If you read labels on medications or supplements, you will see a listing for “active” as well as “inactive” ingredients. A team at of investigators found that almost 93% of medications they analyzed contained at least one inactive ingredient. These ingredients can cause adverse reactions in sensitive individuals.
- Approximately 45 percent of medications contained lactose (which many people are sensitive to);
- Approximately 33 percent of medications contained a food dye;
- While only 0.08 percent of medications contained peanut oil, for certain drugs — such as progesterone — there are few alternatives that do not contain this inactive ingredient.
The authors note that inactive ingredients can cause an adverse reaction through an allergy (a histamine-related response that can trigger hives, difficulty breathing and/or anaphylaxis) or an intolerance, in which difficulty absorbing a substance can cause gastrointestinal symptoms.

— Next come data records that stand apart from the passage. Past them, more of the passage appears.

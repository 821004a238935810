pub use crate::ds::{NodeId, RecencyList};
pub use crate::engine::{CacheEngine, EngineCore, PutOutcome};
pub use crate::error::{ConfigError, SnapshotError};
pub use crate::metrics::{MetricsSnapshot, StoreMetrics};
pub use crate::snapshot::SNAPSHOT_VERSION;
pub use crate::store::KvCache;
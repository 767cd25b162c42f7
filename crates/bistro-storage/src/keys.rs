//! Object key generation.
//!
//! Key format: `{prefix}/{unix_millis}_{suffix}.{extension}`. Uniqueness is best effort:
//! a millisecond timestamp plus a random suffix, with no collision check against the store.

use bistro_core::constants::{BASE36_ALPHABET, DEFAULT_KEY_PREFIX, DEFAULT_KEY_SUFFIX_LENGTH};
use bistro_core::{ConfigError, UploadConfig};
use rand::Rng;
use std::sync::Arc;

use crate::clock::{Clock, SystemClock};

/// Builds object keys under a fixed prefix.
#[derive(Clone)]
pub struct KeyGenerator {
    prefix: String,
    alphabet: Vec<char>,
    suffix_length: usize,
    clock: Arc<dyn Clock>,
}

impl KeyGenerator {
    pub fn new(
        prefix: impl Into<String>,
        alphabet: &str,
        suffix_length: usize,
    ) -> Result<Self, ConfigError> {
        let alphabet: Vec<char> = alphabet.chars().collect();
        if alphabet.is_empty() {
            return Err(ConfigError::invalid("UPLOAD_KEY_ALPHABET", "must not be empty"));
        }
        if suffix_length == 0 {
            return Err(ConfigError::invalid(
                "UPLOAD_KEY_SUFFIX_LENGTH",
                "must be at least 1",
            ));
        }

        Ok(Self {
            prefix: prefix.into().trim_matches('/').to_string(),
            alphabet,
            suffix_length,
            clock: Arc::new(SystemClock),
        })
    }

    pub fn from_config(config: &UploadConfig) -> Result<Self, ConfigError> {
        Self::new(
            config.key_prefix(),
            &config.key_alphabet,
            config.key_suffix_length,
        )
    }

    pub fn with_clock(mut self, clock: Arc<dyn Clock>) -> Self {
        self.clock = clock;
        self
    }

    pub fn prefix(&self) -> &str {
        &self.prefix
    }

    /// Number of distinct suffixes this generator can produce.
    pub fn suffix_space(&self) -> f64 {
        (self.alphabet.len() as f64).powi(self.suffix_length as i32)
    }

    /// Generate a key for an object with the given extension (with or without a leading dot).
    pub fn generate(&self, extension: &str) -> String {
        let extension = extension.trim_start_matches('.');
        let millis = self.clock.now_epoch_millis();
        let suffix = self.random_suffix();

        let file_name = if extension.is_empty() {
            format!("{}_{}", millis, suffix)
        } else {
            format!("{}_{}.{}", millis, suffix, extension)
        };

        if self.prefix.is_empty() {
            file_name
        } else {
            format!("{}/{}", self.prefix, file_name)
        }
    }

    fn random_suffix(&self) -> String {
        let mut rng = rand::rng();
        (0..self.suffix_length)
            .map(|_| self.alphabet[rng.random_range(0..self.alphabet.len())])
            .collect()
    }
}

impl Default for KeyGenerator {
    fn default() -> Self {
        Self {
            prefix: DEFAULT_KEY_PREFIX.to_string(),
            alphabet: BASE36_ALPHABET.chars().collect(),
            suffix_length: DEFAULT_KEY_SUFFIX_LENGTH,
            clock: Arc::new(SystemClock),
        }
    }
}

It is unclear what amount of an ingredient is necessary to trigger a reaction in sensitive individuals — the content of lactose in a medication, for instance, may be too low to cause a reaction in many patients, except for those with severe lactose intolerance or those taking many medications containing lactose.
“There are hundreds of different versions of pills or capsules that deliver the same medication using a different combination of inactive ingredients. This highlights how convoluted the possible choices of inactive ingredients are, but also suggests that there is a largely untapped opportunity today to specifically select the most appropriate version of a medication for a patient with unusual sensitivities.”
“This pushes us to think about precision care and about the role for regulation and legislation when it comes to labeling medications that contain an ingredient that may cause an adverse reaction.”